Записки Видока, начальника Парижской тайной полиции - Эжен Видок
Шрифт:
Интервал:
Закладка:
В такой крайности мне пришлось прибегнуть к своим знаниям: несколько фехтовальных учителей, которым я сообщил о своем затруднительном положении, устроили в мою пользу ассо[3], доставши мне сотню талеров. С этой суммой, на время избавившей меня от нужды, я снова начал посещать общественные увеселения, балы и т. п. В это-то время я заключил связь, последствия которой решили судьбу всей моей жизни. Нет ничего проще начала этого важного эпизода моей истории. Я встретился с одной камелией, с которой вскоре вошел в интимные отношения. Франсина, так ее звали, казалась весьма расположенной ко мне и беспрестанно уверяла в своей верности, что не мешало ей иногда тайком принимать у себя инженерного капитана. Раз я застаю их за ужином наедине у трактирщика, на площади Риур; в страшной ярости я бросаюсь на них с кулаками. Франсина за благо рассудила бежать, но товарищ ее остался. И вот возникла жалоба на мое насилие; меня арестуют и увозят в тюрьму Petit-Hotel. Во время разбирательства дела меня часто навещали многие дамы из моих знакомых, поставивших своей обязанностью утешать меня. Франсина узнает об этом, ревность ее возбуждается, она спроваживает беднягу капитана, отказывается от жалобы, которую вместе с ним принесла на меня, и в заключение просит дозволить ей видеться со мной; я имел слабость согласиться. Судьи сочли этот факт за злоумышленный заговор против капитана между мною и Франсиной. Я оказался присужденным к заключению в тюрьме на три месяца.
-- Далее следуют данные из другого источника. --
//! Lead capture — append-only JSON log of email sign-ups.
//!
//! File layout: `{ "leads": [{email, source, ts}], "submitted": [email] }`.
//! Entries are only ever appended. A single async mutex serializes writers so two
//! requests never interleave their read-modify-write of the file. Each write goes to
//! a sibling temp file that is renamed over the log, so a crash never leaves it half
//! written. A log that fails to parse is moved aside, never overwritten.

pub mod handlers;

use std::path::{Path, PathBuf};
use std::sync::OnceLock;

use anyhow::{Context, Result};
use chrono::{SecondsFormat, Utc};
use regex::Regex;
use serde::{Deserialize, Serialize};
use tokio::sync::Mutex;
use tracing::{info, warn};

pub const DEFAULT_SOURCE: &str = "resume-check";

#[derive(Debug, Clone, PartialEq, Serialize, Deserialize)]
pub struct Lead {
    pub email: String,
    pub source: String,
    /// RFC 3339, UTC, millisecond precision.
    pub ts: String,
}

#[derive(Debug, Default, Serialize, Deserialize)]
pub struct LeadLog {
    #[serde(default)]
    pub leads: Vec<Lead>,
    #[serde(default)]
    pub submitted: Vec<String>,
}

/// Loose shape check: something@something.tld, no whitespace.
pub fn is_valid_email(email: &str) -> bool {
    static EMAIL: OnceLock<Regex> = OnceLock::new();
    EMAIL
        .get_or_init(|| Regex::new(r"^[^\s@]+@[^\s@]+\.[^\s@]+$").expect("valid email regex"))
        .is_match(email)
}

pub struct LeadStore {
    path: PathBuf,
    write_lock: Mutex<()>,
}

impl LeadStore {
    pub fn new(path: impl Into<PathBuf>) -> Self {
        Self {
            path: path.into(),
            write_lock: Mutex::new(()),
        }
    }

    pub fn path(&self) -> &Path {
        &self.path
    }

    /// Appends one lead and returns it. A missing file starts from empty; an
    /// unreadable one is preserved under a `.corrupt-<ts>` name first.
    pub async fn append(&self, email: &str, source: Option<&str>) -> Result<Lead> {
        let _guard = self.write_lock.lock().await;

        let mut log = self.load_for_append().await?;
        let lead = Lead {
            email: email.to_string(),
            source: source
                .filter(|s| !s.is_empty())
                .unwrap_or(DEFAULT_SOURCE)
                .to_string(),
            ts: Utc::now().to_rfc3339_opts(SecondsFormat::Millis, true),
        };
        log.leads.push(lead.clone());
        log.submitted.push(lead.email.clone());

        let encoded = serde_json::to_vec_pretty(&log).context("Failed to encode lead log")?;
        let tmp = self.sibling("tmp");
        tokio::fs::write(&tmp, encoded)
            .await
            .with_context(|| format!("Failed to write lead log '{}'", tmp.display()))?;
        tokio::fs::rename(&tmp, &self.path)
            .await
            .with_context(|| format!("Failed to replace lead log '{}'", self.path.display()))?;

        info!(source = %lead.source, total = log.leads.len(), "lead captured");
        Ok(lead)
    }

    /// Reads the whole log, treating a missing or unreadable file as empty.
    /// There is no query API; append goes through `load_for_append`.
    pub async fn load(&self) -> LeadLog {
        let raw = match tokio::fs::read(&self.path).await {
            Ok(raw) => raw,
            Err(_) => return LeadLog::default(),
        };
        serde_json::from_slice(&raw).unwrap_or_default()
    }

    async fn load_for_append(&self) -> Result<LeadLog> {
        let raw = match tokio::fs::read(&self.path).await {
            Ok(raw) => raw,
            Err(e) if e.kind() == std::io::ErrorKind::NotFound => return Ok(LeadLog::default()),
            Err(e) => {
                return Err(e)
                    .with_context(|| format!("Failed to read lead log '{}'", self.path.display()))
            }
        };

        match serde_json::from_slice(&raw) {
            Ok(log) => Ok(log),
            Err(e) => {
                let aside = self.sibling(&format!("corrupt-{}", Utc::now().timestamp_millis()));
                tokio::fs::rename(&self.path, &aside).await.with_context(|| {
                    format!("Failed to move unreadable lead log to '{}'", aside.display())
                })?;
                warn!(
                    "Lead log '{}' is unreadable ({e}); kept as '{}', starting a fresh log",
                    self.path.display(),
                    aside.display()
                );
                Ok(LeadLog::default())
            }
        }
    }

    /// `leads.json` -> `leads.json.<suffix>` in the same directory.
    fn sibling(&self, suffix: &str) -> PathBuf {
        let mut name = self.path.file_name().unwrap_or_default().to_os_string();
        name.push(".");
        name.push(suffix);
        self.path.with_file_name(name)
    }
}
use std::path::PathBuf;

use anyhow::{Context, Result};

/// Application configuration loaded from environment variables.
/// Nothing is required; the LLM critique is disabled when no API key is set.
#[derive(Debug, Clone)]
pub struct Config {
    pub port: u16,
    pub rust_log: String,
    pub openai_api_key: Option<String>,
    pub leads_file: PathBuf,
    pub static_dir: PathBuf,
    /// Seeds the score perturbation for reproducible demos. Unset in production.
    pub score_seed: Option<u64>,
}

impl Config {
    pub fn from_env() -> Result<Self> {
        dotenvy::dotenv().ok(); // load .env if present; ignore if missing

        Ok(Config {
            port: std::env::var("PORT")
                .unwrap_or_else(|_| "3456".to_string())
                .parse::<u16>()
                .context("PORT must be a valid port number")?,
            rust_log: std::env::var("RUST_LOG").unwrap_or_else(|_| "info".to_string()),
            openai_api_key: optional_env("OPENAI_API_KEY"),
            leads_file: optional_env("LEADS_FILE")
                .unwrap_or_else(|| "leads.json".to_string())
                .into(),
            static_dir: optional_env("STATIC_DIR")
                .unwrap_or_else(|| "public".to_string())
                .into(),
            score_seed: optional_env("SCORE_SEED")
                .map(|s| s.parse::<u64>())
                .transpose()
                .context("SCORE_SEED must be an unsigned integer")?,
        })
    }
}

/// Reads a variable, treating blank values as unset.
fn optional_env(key: &str) -> Option<String> {
    std::env::var(key)
        .ok()
        .map(|v| v.trim().to_string())
        .filter(|v| !v.is_empty())
}
//! Scoring engine — deterministic keyword scoring of resume / JD text.
//!
//! Algorithm:
//! 1. Normalize text (lowercase, collapse whitespace, trim).
//! 2. Per category, count keywords present as substrings (each keyword counts once).
//! 3. ratio = hits / max(total, 1): ≥0.35 → High, ≥0.15 → Medium, else Low.
//! 4. Map level → score (100 / 60 / 25) and level vs expected → status.
//! 5. overall = round(Σ score / (categories × 100) × 100), clamped to 0–100.
//!
//! No I/O and no randomness. Identical (text, role) always yields an identical result.

use serde::{Deserialize, Serialize};

use crate::readiness::taxonomy::{Category, Level, Taxonomy};

const HIGH_RATIO: f64 = 0.35;
const MEDIUM_RATIO: f64 = 0.15;
const MAX_CATEGORY_SCORE: u32 = 100;

/// Outcome of comparing a category's level against its expected level.
#[derive(Debug, Clone, Copy, PartialEq, Eq, Serialize, Deserialize)]
pub enum Status {
    Good,
    #[serde(rename = "Needs Work")]
    NeedsWork,
}

/// Scored result for a single category.
#[derive(Debug, Clone, PartialEq, Serialize, Deserialize)]
#[serde(rename_all = "camelCase")]
pub struct SkillAreaResult {
    #[serde(rename = "skillArea")]
    pub category: Category,
    pub expected_level: Level,
    pub your_level: Level,
    pub status: Status,
    pub score: u32,
    pub hits: usize,
    pub total_keywords: usize,
}

/// Full deterministic analysis, before insight text and score perturbation.
#[derive(Debug, Clone, PartialEq, Serialize)]
#[serde(rename_all = "camelCase")]
pub struct AnalysisResult {
    pub role: String,
    pub overall_score: u32,
    pub skill_areas: Vec<SkillAreaResult>,
    pub weak_areas: Vec<Category>,
}

/// Unicode whitespace plus U+FEFF, which browsers and editors leave in pasted text.
pub fn is_text_space(c: char) -> bool {
    c.is_whitespace() || c == '\u{FEFF}'
}

/// Lowercases and collapses every whitespace run to a single space.
pub fn normalize_text(text: &str) -> String {
    text.split(is_text_space)
        .filter(|word| !word.is_empty())
        .collect::<Vec<_>>()
        .join(" ")
        .to_lowercase()
}

/// Number of keywords that occur anywhere in `normalized` (substring match).
pub fn count_keyword_hits<S: AsRef<str>>(normalized: &str, keywords: &[S]) -> usize {
    keywords
        .iter()
        .filter(|kw| normalized.contains(&kw.as_ref().to_lowercase()))
        .count()
}

pub fn classify_level(hits: usize, total_keywords: usize) -> Level {
    if total_keywords == 0 {
        return Level::Low;
    }
    let ratio = hits as f64 / total_keywords as f64;
    if ratio >= HIGH_RATIO {
        Level::High
    } else if ratio >= MEDIUM_RATIO {
        Level::Medium
    } else {
        Level::Low
    }
}

pub fn level_score(level: Level) -> u32 {
    match level {
        Level::High => 100,
        Level::Medium => 60,
        Level::Low => 25,
    }
}

/// Decision table, evaluated top to bottom.
pub fn status_for(your_level: Level, expected_level: Level) -> Status {
    match (your_level, expected_level) {
        (Level::High, _) => Status::Good,
        (Level::Medium, Level::High) => Status::NeedsWork,
        (Level::Medium, _) => Status::Good,
        (Level::Low, _) => Status::NeedsWork,
    }
}

/// Scores `text` against the framework for `role`.
///
/// Unknown roles fall back to the Backend Engineer stack; the returned
/// `role` still echoes what the caller passed.
pub fn analyze(taxonomy: &Taxonomy, text: &str, role: &str) -> AnalysisResult {
    let framework = taxonomy.framework(role);
    let normalized = normalize_text(text);

    let skill_areas: Vec<SkillAreaResult> = Category::ALL
        .iter()
        .map(|&category| {
            let keywords = framework.keywords(category);
            let hits = count_keyword_hits(&normalized, keywords);
            let your_level = classify_level(hits, keywords.len().max(1));
            let expected_level = framework.expected_level(category);
            SkillAreaResult {
                category,
                expected_level,
                your_level,
                status: status_for(your_level, expected_level),
                score: level_score(your_level),
                hits,
                total_keywords: keywords.len(),
            }
        })
        .collect();

    let total: u32 = skill_areas.iter().map(|a| a.score).sum();
    let max_score = skill_areas.len() as u32 * MAX_CATEGORY_SCORE;
    let overall = if max_score > 0 {
        (total as f64 / max_score as f64 * 100.0).round() as u32
    } else {
        0
    };

    let weak_areas = skill_areas
        .iter()
        .filter(|a| a.status == Status::NeedsWork)
        .map(|a| a.category)
        .collect();

    AnalysisResult {
        role: role.to_string(),
        overall_score: overall.min(100),
        skill_areas,
        weak_areas,
    }
}
use axum::{
    http::StatusCode,
    response::{IntoResponse, Response},
    Json,
};
use serde_json::json;
use thiserror::Error;

use crate::llm_client::LlmError;

/// Application-level error type.
/// Implements `IntoResponse` so Axum handlers can return `Result<T, AppError>`.
///
/// The scoring core never produces these; they come from request validation and the
/// auxiliary services (LLM critique, lead store, PDF extraction).
#[derive(Debug, Error)]
pub enum AppError {
    #[error("Validation error: {0}")]
    Validation(String),

    #[error("Method not allowed")]
    MethodNotAllowed,

    #[error("Unprocessable entity: {0}")]
    Unprocessable(String),

    /// Optional feature not configured. Clients should fall back to the deterministic check.
    #[error("Service unavailable: {0}")]
    ServiceUnavailable(String),

    #[error("Transport error: {0}")]
    Transport(#[from] LlmError),

    #[error("Internal server error: {0}")]
    Internal(#[from] anyhow::Error),
}

impl AppError {
    pub fn status(&self) -> StatusCode {
        match self {
            AppError::Validation(_) => StatusCode::BAD_REQUEST,
            AppError::MethodNotAllowed => StatusCode::METHOD_NOT_ALLOWED,
            AppError::Unprocessable(_) => StatusCode::UNPROCESSABLE_ENTITY,
            AppError::ServiceUnavailable(_) | AppError::Transport(_) => {
                StatusCode::SERVICE_UNAVAILABLE
            }
            AppError::Internal(_) => StatusCode::INTERNAL_SERVER_ERROR,
        }
    }

    /// JSON body shared by the HTTP routes and the serverless adapter.
    pub fn body(&self) -> serde_json::Value {
        let (code, message) = match self {
            AppError::Validation(msg) => ("VALIDATION_ERROR", msg.clone()),
            AppError::MethodNotAllowed => ("METHOD_NOT_ALLOWED", "Method not allowed".to_string()),
            AppError::Unprocessable(msg) => ("UNPROCESSABLE_ENTITY", msg.clone()),
            AppError::ServiceUnavailable(msg) => ("SERVICE_UNAVAILABLE", msg.clone()),
            AppError::Transport(e) => {
                tracing::error!("Transport error: {e}");
                ("TRANSPORT_ERROR", "Analysis failed".to_string())
            }
            AppError::Internal(e) => {
                tracing::error!("Internal error: {e:?}");
                ("INTERNAL_ERROR", "Server error".to_string())
            }
        };

        let mut body = json!({
            "ok": false,
            "error": message,
            "code": code,
        });
        if matches!(
            self,
            AppError::ServiceUnavailable(_) | AppError::Transport(_)
        ) {
            body["useFallback"] = json!(true);
        }
        body
    }
}

impl IntoResponse for AppError {
    fn into_response(self) -> Response {
        (self.status(), Json(self.body())).into_response()
    }
}
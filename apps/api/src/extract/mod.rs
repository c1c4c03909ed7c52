//! PDF text extraction for uploaded resumes.
//!
//! Only the first three pages are read; resumes rarely run longer and later pages
//! tend to be references or publications lists.

pub mod handlers;

use thiserror::Error;

pub const MAX_PAGES: usize = 3;
/// Less text than this means the PDF is scanned or image-only.
pub const MIN_EXTRACTED_CHARS: usize = 30;

#[derive(Debug, Error)]
pub enum ExtractError {
    #[error("Couldn't read that PDF. Try pasting instead.")]
    Unreadable(String),

    #[error("Couldn't read text from PDF. Try pasting instead.")]
    NoText,
}

/// Joins the first `MAX_PAGES` pages with blank lines and trims the result.
pub fn join_pages<S: AsRef<str>>(pages: &[S]) -> Result<String, ExtractError> {
    let text = pages
        .iter()
        .take(MAX_PAGES)
        .map(|p| p.as_ref().trim())
        .collect::<Vec<_>>()
        .join("\n\n")
        .trim()
        .to_string();

    if text.chars().count() < MIN_EXTRACTED_CHARS {
        return Err(ExtractError::NoText);
    }
    Ok(text)
}

/// Extracts resume text from an in-memory PDF.
pub fn extract_pdf_text(bytes: &[u8]) -> Result<String, ExtractError> {
    let pages = pdf_extract::extract_text_from_mem_by_pages(bytes)
        .map_err(|e| ExtractError::Unreadable(e.to_string()))?;
    join_pages(&pages)
}
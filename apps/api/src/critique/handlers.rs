//! Axum route handler for the critique API.

use axum::{body::Bytes, extract::State, Json};
use serde::{Deserialize, Serialize};
use tracing::{error, info};

use crate::critique::{Critique, MIN_RESUME_CHARS};
use crate::errors::AppError;
use crate::readiness::scoring::is_text_space;
use crate::routes::parse_json_body;
use crate::state::AppState;

#[derive(Debug, Default, Deserialize)]
pub struct CritiqueRequest {
    #[serde(default)]
    pub text: Option<String>,
}

#[derive(Debug, Serialize)]
#[serde(rename_all = "camelCase")]
pub struct CritiqueResponse {
    pub ok: bool,
    #[serde(flatten)]
    pub critique: Critique,
    pub score_class: &'static str,
}

/// POST /api/analyze
///
/// Qualitative LLM review. 503 with `useFallback` when the critic is not configured
/// or the call fails, so the client can stay on the keyword report.
pub async fn handle_critique(
    State(state): State<AppState>,
    body: Bytes,
) -> Result<Json<CritiqueResponse>, AppError> {
    let request: CritiqueRequest = parse_json_body(&body)
        .map_err(|_| AppError::Validation("Invalid request".to_string()))?;

    let text = request
        .text
        .as_deref()
        .unwrap_or_default()
        .trim_matches(is_text_space);
    if text.chars().count() < MIN_RESUME_CHARS {
        return Err(AppError::Validation("Resume text too short".to_string()));
    }

    let critic = state
        .critic
        .as_ref()
        .ok_or_else(|| AppError::ServiceUnavailable("LLM not configured".to_string()))?;

    let critique = critic.critique(text).await.map_err(|e| {
        error!("resume critique failed: {e}");
        match e {
            AppError::Transport(_) => e,
            _ => AppError::ServiceUnavailable("Analysis failed".to_string()),
        }
    })?;

    info!(score = critique.score, "resume critique served");
    let score_class = critique.score_class();
    Ok(Json(CritiqueResponse {
        ok: true,
        critique,
        score_class,
    }))
}
use axum::{extract::Multipart, Json};
use serde::Serialize;
use tracing::{info, warn};

use crate::errors::AppError;
use crate::extract::{extract_pdf_text, ExtractError};

#[derive(Debug, Serialize)]
pub struct ExtractResponse {
    pub ok: bool,
    pub text: String,
}

/// POST /api/extract-pdf
///
/// Multipart upload with a `file` field. Returns the text of the first three pages.
pub async fn handle_extract_pdf(
    mut multipart: Multipart,
) -> Result<Json<ExtractResponse>, AppError> {
    let mut pdf = None;
    while let Some(field) = multipart
        .next_field()
        .await
        .map_err(|e| AppError::Validation(format!("Invalid upload: {e}")))?
    {
        if field.name() == Some("file") {
            let bytes = field
                .bytes()
                .await
                .map_err(|e| AppError::Validation(format!("Invalid upload: {e}")))?;
            pdf = Some(bytes);
            break;
        }
    }

    let pdf = pdf.ok_or_else(|| {
        AppError::Validation("PDF only. Upload a PDF file or paste text instead.".to_string())
    })?;

    // pdf-extract is CPU-bound and synchronous, and can panic on malformed input
    let text = tokio::task::spawn_blocking(move || extract_pdf_text(&pdf))
        .await
        .map_err(|e| {
            if e.is_panic() {
                warn!("PDF extraction panicked");
                AppError::Unprocessable(ExtractError::Unreadable(String::new()).to_string())
            } else {
                AppError::Internal(e.into())
            }
        })?
        .map_err(|e| {
            if let ExtractError::Unreadable(detail) = &e {
                warn!("PDF extraction failed: {detail}");
            }
            AppError::Unprocessable(e.to_string())
        })?;

    info!(chars = text.chars().count(), "PDF text extracted");
    Ok(Json(ExtractResponse { ok: true, text }))
}
mod config;
mod critique;
mod errors;
mod extract;
mod leads;
mod llm_client;
mod readiness;
mod routes;
mod state;

use anyhow::Result;
use std::net::SocketAddr;
use std::sync::Arc;
use tower::ServiceBuilder;
use tower_http::{cors::CorsLayer, trace::TraceLayer};
use tracing::{info, warn};
use tracing_subscriber::{layer::SubscriberExt, util::SubscriberInitExt, EnvFilter};

use crate::config::Config;
use crate::critique::{LlmCritic, ResumeCritic};
use crate::leads::LeadStore;
use crate::llm_client::LlmClient;
use crate::readiness::perturbation::{SeededSource, ThreadRngSource, UniformSource};
use crate::readiness::taxonomy::Taxonomy;
use crate::routes::build_router;
use crate::state::AppState;

#[tokio::main]
async fn main() -> Result<()> {
    let config = Config::from_env()?;

    // Initialize structured logging
    tracing_subscriber::registry()
        .with(EnvFilter::try_from_default_env().unwrap_or_else(|_| {
            EnvFilter::new(format!("{}={}", env!("CARGO_PKG_NAME"), &config.rust_log))
        }))
        .with(tracing_subscriber::fmt::layer())
        .init();

    info!("Starting Readiness API v{}", env!("CARGO_PKG_VERSION"));

    let taxonomy = Arc::new(Taxonomy::standard());

    let jitter: Arc<dyn UniformSource> = match config.score_seed {
        Some(seed) => {
            warn!("SCORE_SEED={seed} set: displayed scores are reproducible");
            Arc::new(SeededSource::new(seed))
        }
        None => Arc::new(ThreadRngSource),
    };

    // Critique is optional; without a key the route answers 503 + useFallback
    let critic: Option<Arc<dyn ResumeCritic>> = match &config.openai_api_key {
        Some(key) => {
            let llm = LlmClient::new(key.clone())?;
            info!("LLM critique: enabled (model: {})", llm_client::MODEL);
            Some(Arc::new(LlmCritic(llm)))
        }
        None => {
            info!("LLM critique: disabled (set OPENAI_API_KEY to enable)");
            None
        }
    };

    let leads = Arc::new(LeadStore::new(config.leads_file.clone()));
    info!("Leads saved to {}", leads.path().display());
    info!("Serving static files from {}", config.static_dir.display());

    let state = AppState {
        config: config.clone(),
        taxonomy,
        jitter,
        critic,
        leads,
    };

    let app = build_router(state).layer(
        ServiceBuilder::new()
            .layer(TraceLayer::new_for_http())
            .layer(CorsLayer::permissive()),
    );

    let addr: SocketAddr = format!("0.0.0.0:{}", config.port).parse()?;
    info!("Listening on {addr}");

    let listener = tokio::net::TcpListener::bind(addr).await?;
    axum::serve(listener, app).await?;

    Ok(())
}
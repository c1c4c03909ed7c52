//! Insight text — templated advice from the role and its weak areas. No LLM involved.

use crate::readiness::taxonomy::{Category, Role};

const ALIGNED_MESSAGE: &str = "Your profile aligns well with common expectations for this role. \
    Focus on the areas above to stay sharp.";

/// Base tip per role.
pub fn role_tip(role: Role) -> &'static str {
    match role {
        Role::Backend => {
            "Most candidates fail Backend interviews due to weak DSA and System Design, \
             not resume formatting."
        }
        Role::FullStack => {
            "Full Stack roles often screen for both problem-solving and hands-on project depth \
             — gaps in either can hold you back."
        }
        Role::DataEngineer => {
            "Data Engineering interviews focus on data modeling, pipelines, and SQL; \
             missing fundamentals here is a common gap."
        }
    }
}

/// Builds the insight string. `role` is the caller's label; unknown labels use the Backend tip.
pub fn generate_insight(role: &str, weak_areas: &[Category]) -> String {
    let tip = role_tip(Role::resolve(role));
    let labels: Vec<&str> = weak_areas.iter().map(|c| c.label()).collect();

    match labels.len() {
        0 => ALIGNED_MESSAGE.to_string(),
        1 | 2 => format!(
            "Focus on {} to improve your readiness for {role} roles. {tip}",
            labels.join(" and ")
        ),
        _ => format!(
            "{tip} In your case, the main gaps are: {}.",
            labels[..3].join(", ")
        ),
    }
}
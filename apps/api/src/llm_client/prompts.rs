// Prompt constants for LLM calls. Keep wording changes deliberate: score calibration
// depends on the system prompt.

/// System prompt for the qualitative resume critique.
pub const RESUME_CRITIQUE_SYSTEM: &str = "You are a strict resume reviewer. Score resumes from 0-100. \
Be realistic: most resumes are 40-60, good ones 60-75, strong 75-85, exceptional 85-95. \
Poor or very short resumes should be below 40. Do not inflate scores.
Return ONLY a valid JSON object with exactly these keys (no markdown, no code block):
- \"score\": integer 0-100
- \"scoreSummary\": one short sentence (e.g. \"Solid. A few tweaks and you're in good shape.\")
- \"good\": array of 2-5 specific things that are working (strings)
- \"fix\": array of 2-5 specific, actionable improvements (strings)";

/// User prompt template. `{resume_text}` is replaced with the (truncated) resume.
pub const RESUME_CRITIQUE_PROMPT: &str =
    "Score this resume and return only the JSON object.\n\n---\n{resume_text}";

pub fn critique_prompt(resume_text: &str) -> String {
    RESUME_CRITIQUE_PROMPT.replace("{resume_text}", resume_text)
}
// Job readiness scoring: taxonomy, deterministic scorer, insight text, score perturbation.
// Every transport (HTTP route, serverless adapter, in-process call) goes through service.rs.

pub mod function;
pub mod handlers;
pub mod insight;
pub mod perturbation;
pub mod scoring;
pub mod service;
pub mod taxonomy;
Из Petit-Hotel меня препроводили в Башню Святого Петра, где засадили в отдельную комнату, называвшуюся Oeil de Boeuf. Франсина занимала у меня одну половину дня, а другую я проводил в обществе арестантов. Между ними были два фельдфебеля, Груар и Гербо (последний – сын сапожника), оба осужденные за подлог, и крестьянин Буатель, осужденный на шесть лет заключения за кражу зернового хлеба. Буатель, будучи отцом многочисленной семьи, постоянно жаловался, что у него отняли возможность обрабатывать его маленький участок, который только его усилиями мог быть поставлен в надлежащее состояние. Несмотря на сделанный им проступок, им интересовались, или скорее его детьми, и многие из обывателей ходатайствовали за него, но безуспешно; бедняк в отчаянии часто повторял, что заплатил бы очень порядочную сумму за свое освобождение. Груар и Гербо, находившиеся в Башне Святого Петра до отправления в каторжные работы, решились быть ему полезными с помощью прошения, которое они сочинили сами. Составленный ими план был для меня весьма гибелен.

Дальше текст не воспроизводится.